STUDY MATERIAL |
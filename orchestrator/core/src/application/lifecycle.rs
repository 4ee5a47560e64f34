// Copyright (c) 2026 100monkeys.ai
// SPDX-License-Identifier: AGPL-3.0
//! # Chat Request Lifecycle
//!
//! Binds one inbound [`ChatRequest`] to an admission ticket, an execution
//! path and an event channel, and tears all of it down on completion, error
//! or cancellation.
//!
//! ```text
//! start() ─► enqueue ─► queue_heartbeat* ─► loading ─┬─ fast/standard: generate ─► HeartbeatWrapper ─► token/pulse*
//!                                                    └─ deep: CognitiveLoop ─► thinking_* / confidence / pulse*
//!                                                                         ─► done | error
//! ```
//!
//! Two cancellation sources feed one work token: an explicit stop (answered
//! with `done {outcome: cancelled}`) and a caller disconnect (silent, nobody is
//! listening). Slot release and registry cleanup are scope guards, so every
//! exit path gives the slot back.

use async_trait::async_trait;
use futures::StreamExt;
use std::sync::Arc;
use std::time::Duration;
use tokio::sync::mpsc;
use tokio::time::{interval, interval_at, sleep, Instant, MissedTickBehavior};
use tokio_util::sync::CancellationToken;
use tracing::{debug, info};

use crate::application::cancellation::{CancellationRegistry, Registration};
use crate::application::cognitive_loop::{CognitiveLoop, LoopEnd, LoopObserver};
use crate::application::event_stream::{event_channel, EventReceiver, EventSink};
use crate::application::heartbeat::HeartbeatWrapper;
use crate::application::slot_manager::{SlotGuard, SlotManager};
use crate::domain::admission::{AdmissionError, RequestId, SlotPoolSnapshot};
use crate::domain::chat::{ChatMode, ChatRequest};
use crate::domain::cognition::{CognitiveStages, Stage, Verdict};
use crate::domain::llm::{GenerationOptions, GenerationRequest, InferenceBackend, InferenceError};
use crate::domain::node_config::{InferenceConfig, NodeConfigSpec, SchedulerConfig, StreamingConfig};
use crate::domain::stream::{
    ConfidenceLevel, DoneSummary, FailureKind, MetaEvent, RequestOutcome, StreamEvent,
};

const ASSISTANT_SYSTEM_PROMPT: &str =
    "You are a helpful assistant. Answer clearly and concisely.";
// Copyright (c) 2026 100monkeys.ai
// SPDX-License-Identifier: AGPL-3.0

//! LLM-backed cognitive stages
//!
//! Planner, executor and verifier each make one non-streaming completion
//! through the [`InferenceBackend`] port. The memory stage is deterministic:
//! it categorizes and truncates, it never calls the model.

use async_trait::async_trait;
use std::sync::Arc;
use tracing::{debug, warn};

use crate::domain::cognition::{
    CognitiveStages, ExecutionContext, FailureCategory, FailureSummary, Plan, PlanContext,
    Planner, RememberContext, Rememberer, Stage, StageError, Verdict, VerificationContext,
    Verifier, Executor,
};
use crate::domain::llm::{
    collect_completion, GenerationOptions, GenerationRequest, InferenceBackend,
};

const PLANNER_SYSTEM_PROMPT: &str = r#"You plan how to answer a user's message.
Respond with JSON only:
{"steps": ["<short step>", ...], "rationale": "<one sentence>"}
Use at most 5 steps."#;

const EXECUTOR_SYSTEM_PROMPT: &str = "You are a careful assistant. Follow the plan to answer \
the user's message. If earlier attempts failed, avoid repeating their mistakes. \
Reply with the final answer only.";

/// Wires all four stages to one backend.
pub fn llm_stages(backend: Arc<dyn InferenceBackend>) -> CognitiveStages {
    CognitiveStages {
        planner: Arc::new(LlmPlanner::new(backend.clone())),
        executor: Arc::new(LlmExecutor::new(backend.clone())),
        verifier: Arc::new(LlmVerifier::new(backend)),
        memory: Arc::new(SummarizingMemory),
    }
}

async fn complete(
    backend: &dyn InferenceBackend,
    stage: Stage,
    request: GenerationRequest,
) -> Result<String, StageError> {
    let stream = backend
        .generate(request)
        .await
        .map_err(|e| StageError::from_inference(stage, e))?;
    let text = collect_completion(stream)
        .await
        .map_err(|e| StageError::from_inference(stage, e))?;
    Ok(strip_thinking(&text).trim().to_string())
}

/// Removes `<think>`/`<thinking>` blocks; an unterminated block drops the rest.
pub fn strip_thinking(input: &str) -> String {
    let mut output = input.to_string();
    for (start, end) in [("<think>", "</think>"), ("<thinking>", "</thinking>")] {
        while let Some(start_idx) = output.find(start) {
            let Some(relative_end) = output[start_idx + start.len()..].find(end) else {
                output.truncate(start_idx);
                break;
            };
            let end_idx = start_idx + start.len() + relative_end + end.len();
            output.replace_range(start_idx..end_idx, "");
        }
    }
    output
}

/// Outermost `{...}` span, tolerating prose or code fences around it.
fn json_object(text: &str) -> Option<&str> {
    let start = text.find('{')?;
    let end = text.rfind('}')?;
    (end > start).then(|| &text[start..=end])
}

fn format_failures(failures: &[FailureSummary]) -> String {
    failures
        .iter()
        .map(|f| {
            let repeat = if f.occurrences > 1 {
                format!(" (seen {} times)", f.occurrences)
            } else {
                String::new()
            };
            format!(
                "- attempt {} [{:?}]{}: {}",
                f.attempt_number, f.cause_category, repeat, f.short_description
            )
        })
        .collect::<Vec<_>>()
        .join("\n")
}

fn format_steps(plan: &Plan) -> String {
    plan.steps
        .iter()
        .enumerate()
        .map(|(i, step)| format!("{}. {}", i + 1, step))
        .collect::<Vec<_>>()
        .join("\n")
}

pub struct LlmPlanner {
    backend: Arc<dyn InferenceBackend>,
}

impl LlmPlanner {
    pub fn new(backend: Arc<dyn InferenceBackend>) -> Self {
        Self { backend }
    }

    fn parse(text: &str) -> Result<Plan, StageError> {
        if let Some(json) = json_object(text) {
            if let Ok(plan) = serde_json::from_str::<Plan>(json) {
                if !plan.steps.is_empty() {
                    return Ok(plan);
                }
            }
        }
        // Models that ignore the format usually still emit a list
        let steps: Vec<String> = text
            .lines()
            .map(str::trim)
            .filter_map(|line| {
                let item = line
                    .trim_start_matches(|c: char| c.is_ascii_digit() || c == '.' || c == ')')
                    .trim_start_matches(['-', '*'])
                    .trim();
                (item.len() < line.len() && !item.is_empty()).then(|| item.to_string())
            })
            .collect();
        if steps.is_empty() {
            return Err(StageError::malformed(Stage::Plan, "planner returned no steps"));
        }
        Ok(Plan::new(steps))
    }
}

#[async_trait]
impl Planner for LlmPlanner {
    async fn plan(&self, ctx: &PlanContext<'_>) -> Result<Plan, StageError> {
        let mut prompt = format!("User message:\n{}\n", ctx.message);
        if !ctx.past_failures.is_empty() {
            prompt.push_str("\nEarlier attempts failed:\n");
            prompt.push_str(&format_failures(ctx.past_failures));
            prompt.push('\n');
        }
        if let Some(current) = ctx.current_plan {
            prompt.push_str("\nCurrent plan:\n");
            prompt.push_str(&format_steps(current));
            prompt.push('\n');
            if ctx.require_fresh {
                prompt.push_str("\nThe current plan has been retried too often. Propose a different approach.\n");
            }
        }

        let request = GenerationRequest::new(prompt)
            .with_system(PLANNER_SYSTEM_PROMPT)
            .with_options(GenerationOptions::precise());
        let text = complete(self.backend.as_ref(), Stage::Plan, request).await?;
        let plan = Self::parse(&text)?;
        debug!("Planner produced {} steps", plan.steps.len());
        Ok(plan)
    }
}

pub struct LlmExecutor {
    backend: Arc<dyn InferenceBackend>,
}

impl LlmExecutor {
    pub fn new(backend: Arc<dyn InferenceBackend>) -> Self {
        Self { backend }
    }
}

#[async_trait]
impl Executor for LlmExecutor {
    async fn execute(&self, ctx: &ExecutionContext<'_>) -> Result<String, StageError> {
        let mut prompt = format!(
            "Plan:\n{}\n\nUser message:\n{}\n",
            format_steps(ctx.plan),
            ctx.message
        );
        if !ctx.past_failures.is_empty() {
            prompt.push_str("\nPrevious attempts were rejected for these reasons; address each one:\n");
            prompt.push_str(&format_failures(ctx.past_failures));
            prompt.push('\n');
        }

        let request = GenerationRequest::new(prompt).with_system(EXECUTOR_SYSTEM_PROMPT);
        let answer = complete(self.backend.as_ref(), Stage::Execute, request).await?;
        if answer.is_empty() {
            return Err(StageError::failed(Stage::Execute, "model returned an empty answer"));
        }
        Ok(answer)
    }
}

/// Scores a candidate answer. The fixed directive travels on the system
/// channel; user text and the candidate only ever appear in the prompt body.
pub struct LlmVerifier {
    backend: Arc<dyn InferenceBackend>,
}

impl LlmVerifier {
    pub fn new(backend: Arc<dyn InferenceBackend>) -> Self {
        Self { backend }
    }

    fn parse(text: &str) -> Result<Verdict, StageError> {
        let json = json_object(text)
            .ok_or_else(|| StageError::malformed(Stage::Verify, "verifier reply has no JSON object"))?;
        let value: serde_json::Value = serde_json::from_str(json).map_err(|e| {
            StageError::malformed(Stage::Verify, format!("verifier JSON parse error: {}", e))
        })?;

        let score = value["score"]
            .as_f64()
            .or_else(|| value["confidence"].as_f64())
            .ok_or_else(|| StageError::malformed(Stage::Verify, "verifier JSON has no score"))?;
        let feedback = value["feedback"].as_str().unwrap_or_default().to_string();
        let category = match value["category"].as_str().map(str::to_ascii_lowercase) {
            Some(c) if c == "logic" => Some(FailureCategory::Logic),
            Some(c) if c == "syntax" => Some(FailureCategory::Syntax),
            Some(c) if c == "other" => Some(FailureCategory::Other),
            _ => None,
        };
        let factors = value["factors"]
            .as_array()
            .map(|items| {
                items
                    .iter()
                    .filter_map(|f| f.as_str().map(str::to_string))
                    .collect()
            })
            .unwrap_or_default();

        Ok(Verdict {
            score,
            feedback,
            category,
            factors,
        })
    }
}

#[async_trait]
impl Verifier for LlmVerifier {
    async fn verify(&self, ctx: &VerificationContext<'_>) -> Result<Verdict, StageError> {
        let prompt = format!(
            "USER MESSAGE:\n<<<\n{}\n>>>\n\nPLAN:\n{}\n\nCANDIDATE ANSWER:\n<<<\n{}\n>>>\n",
            ctx.user_message,
            format_steps(ctx.plan),
            ctx.output
        );
        let request = GenerationRequest::new(prompt)
            .with_system(ctx.directive)
            .with_options(GenerationOptions::precise());
        let text = complete(self.backend.as_ref(), Stage::Verify, request).await?;
        Self::parse(&text).inspect_err(|e| warn!("Unusable verifier reply: {}", e))
    }
}

/// Categorize-and-truncate memory.
pub struct SummarizingMemory;

#[async_trait]
impl Rememberer for SummarizingMemory {
    async fn remember(&self, ctx: &RememberContext<'_>) -> Result<FailureSummary, StageError> {
        Ok(ctx.summarize())
    }
}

WHAT YOU ARE ASKED TO DO | What you give back should be only the lines of the records above, starting at the line with "use tokio::sync::mpsc;" and ending at the line with "Respond with JSON", restated word for word.

WRITTEN RESPONSE |
use tokio::sync::mpsc;
use tokio::time::{interval, interval_at, sleep, Instant, MissedTickBehavior};
use tokio_util::sync::CancellationToken;
use tracing::{debug, info};

use crate::application::cancellation::{CancellationRegistry, Registration};
use crate::application::cognitive_loop::{CognitiveLoop, LoopEnd, LoopObserver};
use crate::application::event_stream::{event_channel, EventReceiver, EventSink};
use crate::application::heartbeat::HeartbeatWrapper;
use crate::application::slot_manager::{SlotGuard, SlotManager};
use crate::domain::admission::{AdmissionError, RequestId, SlotPoolSnapshot};
use crate::domain::chat::{ChatMode, ChatRequest};
use crate::domain::cognition::{CognitiveStages, Stage, Verdict};
use crate::domain::llm::{GenerationOptions, GenerationRequest, InferenceBackend, InferenceError};
use crate::domain::node_config::{InferenceConfig, NodeConfigSpec, SchedulerConfig, StreamingConfig};
use crate::domain::stream::{
    ConfidenceLevel, DoneSummary, FailureKind, MetaEvent, RequestOutcome, StreamEvent,
};

const ASSISTANT_SYSTEM_PROMPT: &str =
    "You are a helpful assistant. Answer clearly and concisely.";
// Copyright (c) 2026 100monkeys.ai
// SPDX-License-Identifier: AGPL-3.0

//! LLM-backed cognitive stages
//!
//! Planner, executor and verifier each make one non-streaming completion
//! through the [`InferenceBackend`] port. The memory stage is deterministic:
//! it categorizes and truncates, it never calls the model.

use async_trait::async_trait;
use std::sync::Arc;
use tracing::{debug, warn};

use crate::domain::cognition::{
    CognitiveStages, ExecutionContext, FailureCategory, FailureSummary, Plan, PlanContext,
    Planner, RememberContext, Rememberer, Stage, StageError, Verdict, VerificationContext,
    Verifier, Executor,
};
use crate::domain::llm::{
    collect_completion, GenerationOptions, GenerationRequest, InferenceBackend,
};

const PLANNER_SYSTEM_PROMPT: &str = r#"You plan how to answer a user's message.
Respond with JSON only:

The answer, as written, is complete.